EPD of the Leg and Venous Stasis
EPD of the leg is an under-recognized condition with nonspecific clinical and histological features. Most of the cases in the literature are associated with chronic venous insufficiency. Whether the venous insufficiency contributes to its development or is a coincidental finding is still not known. Stasis dermatitis secondary to chronic venous insufficiency is a common condition while EPD of the leg is rare even amongst these patients. Brouard et al. [53] reported that less than 0.5% of patients presenting to their leg ulcer clinics developed EPD of the leg. There are also reports of EPD of the leg presenting in the absence of stasis dermatitis [54]. We believe that, although the poor circulatory status in patients with venous stasis may impair the proper healing of EPD of the leg, the two entities have a divergent pathophysiology. These patients share an elderly age and long history of sun exposure as well as previous trauma in the site of EPD development, which are most likely the primary contributing factors in development of EPD of the leg.
Treatment
Treatments described in the literature and used in our patients address the underlying pathophysiology of immune dysregulation associated with poor wound healing in EPD. The mainstay of treatment is immunosuppression with topical superpotent corticosteroids or systemic prednisone. Other topical regimens that have been successfully used include topical calcineurin inhibitors [36,55,56]. Topical [57] and systemic dapsone [2] have also been used to address the abnormally exaggerated immune reaction in these patients.

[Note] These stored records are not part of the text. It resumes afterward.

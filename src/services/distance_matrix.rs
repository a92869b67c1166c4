use crate::constants::DISTANCE_MATRIX_MAX_DESTINATIONS;
use crate::error::{AppError, Result};
use crate::models::Coordinates;
use async_trait::async_trait;
use reqwest::Client;
use serde::Deserialize;
use std::fmt;
use std::time::Duration;

pub const DISTANCE_MATRIX_BASE_URL: &str =
    "https://maps.googleapis.com/maps/api/distancematrix/json";
const SERVICE: &str = "Distance Matrix";
const DEFAULT_TIMEOUT_SECS: u64 = 15;

#[derive(Debug, Clone, PartialEq)]
pub enum Destination {
    Coordinates(Coordinates),
    PlaceId(String),
}

impl fmt::Display for Destination {
    fn fmt(&self, f: &mut fmt::Formatter<'_>) -> fmt::Result {
        match self {
            Destination::Coordinates(c) => write!(f, "{},{}", c.lat, c.lng),
            Destination::PlaceId(id) => write!(f, "place_id:{}", id),
        }
    }
}

/// One origin→destination result. Only `OK` elements carry metrics.
#[derive(Debug, Clone, PartialEq)]
pub struct RouteElement {
    pub status: String,
    pub duration_seconds: Option<f64>,
    pub distance_meters: Option<f64>,
}

impl RouteElement {
    pub fn ok(duration_seconds: f64, distance_meters: f64) -> Self {
        RouteElement {
            status: "OK".to_string(),
            duration_seconds: Some(duration_seconds),
            distance_meters: Some(distance_meters),
        }
    }

    pub fn failed(status: &str) -> Self {
        RouteElement {
            status: status.to_string(),
            duration_seconds: None,
            distance_meters: None,
        }
    }

    pub fn is_ok(&self) -> bool {
        self.status == "OK"
    }

    pub fn duration_minutes(&self) -> Option<f64> {
        self.duration_seconds.map(|s| s / 60.0)
    }

    pub fn distance_km(&self) -> Option<f64> {
        self.distance_meters.map(|m| m / 1000.0)
    }
}

/// Driving cost from one origin to a batch of destinations.
#[async_trait]
pub trait RoutingClient: Send + Sync {
    /// Returns one element per destination, in destination order.
    /// Batches above the upstream limit are rejected; callers chunk.
    async fn distance_matrix(
        &self,
        origin: &Coordinates,
        destinations: &[Destination],
    ) -> Result<Vec<RouteElement>>;
}

#[derive(Clone)]
pub struct GoogleDistanceMatrixClient {
    client: Client,
    api_key: String,
    base_url: String,
    language_code: String,
    timeout: Duration,
}

impl GoogleDistanceMatrixClient {
    pub fn new(api_key: String) -> Self {
        Self::with_config(
            api_key,
            DISTANCE_MATRIX_BASE_URL.to_string(),
            "ja".to_string(),
        )
    }

    pub fn with_config(api_key: String, base_url: String, language_code: String) -> Self {
        GoogleDistanceMatrixClient {
            client: Client::new(),
            api_key,
            base_url,
            language_code,
            timeout: Duration::from_secs(DEFAULT_TIMEOUT_SECS),
        }
    }

    pub fn with_timeout(mut self, timeout: Duration) -> Self {
        self.timeout = timeout;
        self
    }
}

#[async_trait]
impl RoutingClient for GoogleDistanceMatrixClient {
    async fn distance_matrix(
        &self,
        origin: &Coordinates,
        destinations: &[Destination],
    ) -> Result<Vec<RouteElement>> {
        if destinations.len() > DISTANCE_MATRIX_MAX_DESTINATIONS {
            return Err(AppError::InvalidRequest(format!(
                "Maximum {} destinations allowed per distance matrix call",
                DISTANCE_MATRIX_MAX_DESTINATIONS
            )));
        }
        if destinations.is_empty() {
            return Ok(Vec::new());
        }

        let origins = format!("{},{}", origin.lat, origin.lng);
        let destinations_str = destinations
            .iter()
            .map(|d| d.to_string())
            .collect::<Vec<_>>()
            .join("|");

        tracing::debug!(
            destinations = destinations.len(),
            "Distance matrix request: origin ({:.4}, {:.4}), {} destinations",
            origin.lat,
            origin.lng,
            destinations.len()
        );

        let response = self
            .client
            .get(&self.base_url)
            .query(&[
                ("origins", origins.as_str()),
                ("destinations", destinations_str.as_str()),
                ("mode", "driving"),
                ("language", self.language_code.as_str()),
                ("key", self.api_key.as_str()),
            ])
            .timeout(self.timeout)
            .send()
            .await
            .map_err(|e| AppError::upstream(SERVICE, format!("Request failed: {}", e)))?;

        if !response.status().is_success() {
            let status = response.status();
            let error_text = response
                .text()
                .await
                .unwrap_or_else(|_| "Unknown error".to_string());
            tracing::warn!(
                status = %status,
                destinations = destinations.len(),
                "Distance matrix HTTP error {}: {}",
                status,
                error_text
            );
            return Err(AppError::upstream_status(
                SERVICE,
                status.as_u16(),
                error_text,
            ));
        }

        let matrix: DistanceMatrixApiResponse = response
            .json()
            .await
            .map_err(|e| AppError::upstream(SERVICE, format!("Failed to parse response: {}", e)))?;

        matrix.into_elements(destinations.len())
    }
}

// Distance Matrix API response types

#[derive(Debug, Deserialize)]
struct DistanceMatrixApiResponse {
    status: String,
    #[serde(default)]
    error_message: Option<String>,
    #[serde(default)]
    rows: Vec<MatrixRow>,
}

#[derive(Debug, Deserialize)]
struct MatrixRow {
    #[serde(default)]
    elements: Vec<MatrixElement>,
}

#[derive(Debug, Deserialize)]
struct MatrixElement {
    status: String,
    duration: Option<MatrixValue>,
    distance: Option<MatrixValue>,
}

#[derive(Debug, Deserialize)]
struct MatrixValue {
    value: f64,
}

impl DistanceMatrixApiResponse {
    /// Flatten the single origin row into one element per destination.
    /// A short row is padded with failed elements so positions stay aligned.
    fn into_elements(self, expected: usize) -> Result<Vec<RouteElement>> {
        if self.status != "OK" {
            let detail = self.error_message.unwrap_or_default();
            return Err(AppError::upstream(
                SERVICE,
                format!("Status {}: {}", self.status, detail),
            ));
        }

        let mut elements: Vec<RouteElement> = self
            .rows
            .into_iter()
            .next()
            .map(|row| row.elements)
            .unwrap_or_default()
            .into_iter()
            .take(expected)
            .map(|el| RouteElement {
                status: el.status,
                duration_seconds: el.duration.map(|d| d.value),
                distance_meters: el.distance.map(|d| d.value),
            })
            .collect();

        elements.resize_with(expected, || RouteElement::failed("MISSING"));
        Ok(elements)
    }
}
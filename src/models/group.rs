use crate::models::{Coordinates, PointOfInterest};
use serde::{Deserialize, Serialize};

/// A municipality found while sampling around the origin.
#[derive(Debug, Clone, PartialEq, Serialize, Deserialize)]
pub struct CandidateMunicipality {
    pub id: String,
    pub name: String,
    pub location: Coordinates,
}

/// A candidate whose real driving cost fell inside the tolerance band.
/// `metric` is minutes for time budgets and kilometers for distance budgets.
#[derive(Debug, Clone, PartialEq)]
pub struct RankedMunicipality {
    pub municipality: CandidateMunicipality,
    pub metric: f64,
}

#[derive(Debug, Clone, Copy, PartialEq, Eq, Serialize, Deserialize)]
#[serde(rename_all = "snake_case")]
pub enum AnchorSource {
    TextSearch,
    NearbySearch,
    MunicipalityLocation,
}

/// Seat-of-government point used as the center of the attraction search.
#[derive(Debug, Clone, Copy, PartialEq, Serialize, Deserialize)]
pub struct CivicAnchor {
    pub location: Coordinates,
    pub source: AnchorSource,
}

impl CivicAnchor {
    pub fn fallback(location: Coordinates) -> Self {
        CivicAnchor {
            location,
            source: AnchorSource::MunicipalityLocation,
        }
    }
}

#[derive(Debug, Clone, PartialEq, Serialize, Deserialize)]
pub struct MunicipalitySummary {
    pub id: String,
    pub name: String,
    pub location: Coordinates,
    pub metric: f64,
}

impl From<&RankedMunicipality> for MunicipalitySummary {
    fn from(ranked: &RankedMunicipality) -> Self {
        MunicipalitySummary {
            id: ranked.municipality.id.clone(),
            name: ranked.municipality.name.clone(),
            location: ranked.municipality.location,
            metric: ranked.metric,
        }
    }
}

#[derive(Debug, Clone, PartialEq, Serialize, Deserialize)]
pub struct CityGroup {
    pub municipality: MunicipalitySummary,
    pub anchor: CivicAnchor,
    pub spots: Vec<PointOfInterest>,
}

Retinoids, which suppress the immune system by normalizing the Toll-like receptor 2-mediated immune response, have also been effective in some cases [58,59]. Retinoids also have the added benefit of reestablishing the collagen content in the dermis and thus promoting proper wound healing [60,61]. EPD patients may also benefit from topical and systemic estrogen therapy. As discussed above, estrogen has the benefit of increasing skin collagen content, thickness, elasticity, and hydration, which improves the rate of wound healing in postmenopausal women [50,62]. Photodynamic therapy (PDT) has both been shown to trigger and treat EPD [63,64]. A case series using aminolevulinic acid PDT was successful in treating 8 patients [65]. The authors of the study concluded that PDT with methyl aminolevulinate should be avoided because its increased lipophilic property and longer incubation period may have contributed to toxicity in their patients, thus triggering EPD.
Conclusion
As described in our series and in others, EPD may be a manifestation of immunosenescence in concert with other contributing factors such as loss of normal epidermal barrier, ultraviolet damage, and hormonal factors. A better understanding of the pathophysiology of EPD will help address this complex condition in the elderly and enable strategies for prevention, early recognition, and improved treatment.
Statement of Ethics
All subjects have given their informed consent and the study protocol was approved by the Kaiser Permanente Vallejo medical ethics committee.
Disclosure Statement
The authors have no conflicts of interest to disclose.